2. Tudo isso é virótico ou bacteriano? Ao persistirem os sintomas, a Constituição deverá ser consultada. Até.


[1] Eu sei, já me referi a esse texto em postagem recente. Mas vale a pena o retorno do alerta aos timoneiros porque o rochedo se aproxima.

[2] Trata-se da OJ-SDC-16, que diz: “É contrária ao espírito da lei (art. 477, § 7º, da CLT) e da função precípua do Sindicato a cláusula coletiva que estabelece taxa para homologação de rescisão contratual, a ser paga pela empresa a favor do sindicato profissional.” Ups… Fui criticar de novo o TST…! Mas, cá para nós: falar em “espírito da lei” nestes tempos é, efetivamente, algo inusitado. Na verdade, o problema não é “falar”, e, sim, “legislar” sobre isso. Como se afere esse “espírito”? Existiria um “espiritômetro”? Cartas para essa Coluna.

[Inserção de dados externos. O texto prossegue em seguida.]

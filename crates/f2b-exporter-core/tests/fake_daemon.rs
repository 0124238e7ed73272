//! End-to-end tests against a fake fail2ban daemon on a real Unix socket.

use std::sync::Arc;
use std::time::Duration;

use f2b_exporter_core::protocol::{ConnectError, ConnectionState, ExtractError, RequestError};
use f2b_exporter_core::{Exporter, JailSource, StatusClient};
use f2b_exporter_test_utils::FakeDaemon;
use f2b_exporter_test_utils::config::TestConfigBuilder;
use pretty_assertions::assert_eq;
use tokio::io::{AsyncReadExt, AsyncWriteExt};
use tokio::net::{TcpListener, TcpStream};

async fn two_jail_daemon() -> FakeDaemon {
    FakeDaemon::start(vec![
        FakeDaemon::jail("sshd", [3, 10, 1, 4]),
        FakeDaemon::jail("apache", [0, 2, 0, 1]),
    ])
    .await
}

fn client_for(daemon: &FakeDaemon) -> StatusClient {
    StatusClient::from_config(&TestConfigBuilder::new().socket_path(daemon.socket_path()).build())
}

#[tokio::test]
async fn test_get_all_jails_over_unix_socket() {
    let daemon = two_jail_daemon().await;
    let client = client_for(&daemon);

    let jails = client.get_all_jails().await.unwrap();
    assert_eq!(
        jails,
        vec![
            FakeDaemon::jail("sshd", [3, 10, 1, 4]),
            FakeDaemon::jail("apache", [0, 2, 0, 1]),
        ]
    );
    // One socket carries the whole poll.
    assert_eq!(daemon.connections(), 1);
    assert_eq!(daemon.requests(), 3);
}

#[tokio::test]
async fn test_per_chunk_scan_against_daemon() {
    let daemon = two_jail_daemon().await;
    let client = StatusClient::from_config(
        &TestConfigBuilder::new()
            .socket_path(daemon.socket_path())
            .sentinel_scan("per-chunk")
            .build(),
    );
    assert_eq!(client.list_jail_names().await.unwrap(), ["sshd", "apache"]);
}

#[tokio::test]
async fn test_unknown_jail_is_daemon_failure() {
    let daemon = two_jail_daemon().await;
    let client = client_for(&daemon);

    let err = client.get_jail("postfix").await.unwrap_err();
    match err {
        ExtractError::DaemonReportedFailure { code, detail } => {
            assert_eq!(code, 1);
            assert!(detail.contains("postfix"));
        }
        other => panic!("expected daemon failure, got {other:?}"),
    }
}

#[test_log::test(tokio::test)]
async fn test_daemon_restart_yields_retry_then_recovers() {
    let mut daemon = two_jail_daemon().await;
    let client = client_for(&daemon);

    client.list_jail_names().await.unwrap();
    assert_eq!(client.state(), ConnectionState::Connected);

    daemon.restart().await;

    // The first request after the restart finds the old socket dead. It
    // either reconnects and asks for a retry, or (if the probe already saw
    // the dead socket) reconnects up front and succeeds.
    match client.list_jail_names().await {
        Ok(names) => assert_eq!(names, ["sshd", "apache"]),
        Err(ExtractError::Request(RequestError::RetryLater)) => {
            assert_eq!(client.list_jail_names().await.unwrap(), ["sshd", "apache"]);
        }
        Err(other) => panic!("unexpected error after restart: {other:?}"),
    }
    assert_eq!(daemon.connections(), 2);
    assert_eq!(client.state(), ConnectionState::Connected);
}

#[tokio::test]
async fn test_daemon_down_with_attempt_cap() {
    let mut daemon = two_jail_daemon().await;
    daemon.stop().await;

    let client = StatusClient::from_config(
        &TestConfigBuilder::new()
            .socket_path(daemon.socket_path())
            .max_attempts(2)
            .build(),
    );

    let err = client.get_all_jails().await.unwrap_err();
    assert!(
        matches!(
            err,
            ExtractError::Request(RequestError::Connect(ConnectError::Exhausted { attempts: 2 }))
        ),
        "got {err:?}"
    );
    assert_eq!(client.state(), ConnectionState::Disconnected);

    daemon.restart().await;
    assert_eq!(client.get_all_jails().await.unwrap().len(), 2);
}

#[tokio::test]
async fn test_daemon_down_without_cap_keeps_dialing() {
    let mut daemon = two_jail_daemon().await;
    daemon.stop().await;

    let client = StatusClient::from_config(
        &TestConfigBuilder::new()
            .socket_path(daemon.socket_path())
            .connect_wait_ms(100)
            .build(),
    );

    let err = client.list_jail_names().await.unwrap_err();
    assert!(
        matches!(
            err,
            ExtractError::Request(RequestError::Connect(ConnectError::Pending(_)))
        ),
        "got {err:?}"
    );
    assert_eq!(client.state(), ConnectionState::Connecting);

    // The background dial picks the daemon up once it is back.
    daemon.restart().await;
    let mut names = None;
    for _ in 0..50 {
        if let Ok(found) = client.list_jail_names().await {
            names = Some(found);
            break;
        }
        tokio::time::sleep(Duration::from_millis(20)).await;
    }
    assert_eq!(names.unwrap(), ["sshd", "apache"]);
}

#[tokio::test]
async fn test_concurrent_polls_share_one_connection() {
    let daemon = two_jail_daemon().await;
    let client = client_for(&daemon);

    let (a, b, c) = tokio::join!(
        client.get_all_jails(),
        client.get_all_jails(),
        client.get_jail("sshd")
    );
    assert_eq!(a.unwrap().len(), 2);
    assert_eq!(b.unwrap().len(), 2);
    assert_eq!(c.unwrap().total_banned, 4);
    assert_eq!(daemon.connections(), 1);
    assert_eq!(daemon.requests(), 7);
}

#[tokio::test]
async fn test_close_sends_close_command() {
    let daemon = two_jail_daemon().await;
    let client = client_for(&daemon);
    client.list_jail_names().await.unwrap();

    client.close().await;
    client.close().await;

    for _ in 0..50 {
        if daemon.closes() == 1 {
            break;
        }
        tokio::time::sleep(Duration::from_millis(10)).await;
    }
    assert_eq!(daemon.closes(), 1);
}

#[tokio::test]
async fn test_exporter_scrape_tracks_daemon_health() {
    let daemon = two_jail_daemon().await;
    let config = TestConfigBuilder::new().socket_path(daemon.socket_path()).build();
    let exporter = Exporter::new(config).unwrap();

    let text = exporter.scrape().await.unwrap();
    assert!(text.contains("fail2ban_up 1"));
    assert!(text.contains(r#"fail2ban_failed_total{jail="sshd"} 10"#));

    daemon.set_failing(true);
    let text = exporter.scrape().await.unwrap();
    assert!(text.contains("fail2ban_up 0"));
    assert!(!text.contains("sshd"));

    daemon.set_failing(false);
    daemon.set_jails(vec![FakeDaemon::jail("postfix", [1, 1, 0, 0])]);
    let text = exporter.scrape().await.unwrap();
    assert!(text.contains("fail2ban_up 1"));
    assert!(text.contains(r#"jail="postfix""#));
    assert!(!text.contains(r#"jail="sshd""#));
}

#[tokio::test]
async fn test_exporter_serves_http_until_shutdown() {
    let daemon = two_jail_daemon().await;
    let config = TestConfigBuilder::new()
        .socket_path(daemon.socket_path())
        .telemetry_path("/scrape")
        .build();
    let client = Arc::new(StatusClient::from_config(&config));
    let exporter = Arc::new(
        Exporter::with_source(config, Arc::clone(&client) as Arc<dyn JailSource>).unwrap(),
    );

    let listener = TcpListener::bind("127.0.0.1:0").await.unwrap();
    let addr = listener.local_addr().unwrap();
    let runner = {
        let exporter = Arc::clone(&exporter);
        tokio::spawn(async move { exporter.run_on(listener).await })
    };

    let mut stream = TcpStream::connect(addr).await.unwrap();
    stream
        .write_all(b"GET /scrape HTTP/1.1\r\nHost: localhost\r\nConnection: close\r\n\r\n")
        .await
        .unwrap();
    let mut response = String::new();
    stream.read_to_string(&mut response).await.unwrap();
    assert!(response.starts_with("HTTP/1.1 200"));
    assert!(response.contains(r#"fail2ban_banned_current{jail="sshd"} 1"#));
    assert!(response.contains("fail2ban_up 1"));

    exporter.shutdown();
    tokio::time::timeout(Duration::from_secs(5), runner)
        .await
        .unwrap()
        .unwrap()
        .unwrap();

    assert_eq!(client.state(), ConnectionState::Disconnected);
    for _ in 0..50 {
        if daemon.closes() == 1 {
            break;
        }
        tokio::time::sleep(Duration::from_millis(10)).await;
    }
    assert_eq!(daemon.closes(), 1);
}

[3]  Alguns leitores ficam irritados quando repito alguns temas ou termos/palavras na coluna. São os espiolhadores de colunas. Catam detalhes. Quando falta um acento, é a glória. O gozo. Colocar palavras em outra língua, então… é considerado ofensa aos – e pelos – néscios. Indicar os próprios livros (isto é, os meus) também tem sido causa de revolta. Chiliques.  Pois é. Entendo. Mas a coluna não é uma sala de aula. Nem tem essa pretensão. Tem que ter indicações para que os leitores procurem os fundamentos. A coluna se chama “senso incomum”. Não é, portanto, algo prêt-à-porter. Portanto, comunico: ela, a coluna, continuará sofisticada – afinal, ela se chama “senso incomum” e não “senso comum” – (boa essa, não?) , embora o incômodo que isso cause. 

[4] De novo: perdão mais uma vez àqueles que reclamam de citações em outra língua… mas a tradução sempre vem junto. É que a coluna se chama “senso incomum”. Entendem? Fosse “senso comum”, seria simplesinha. De todo modo, estou pensando em lançar a Coluna em uma versão “simplificada”. O que acham? Cartas, urgentemente.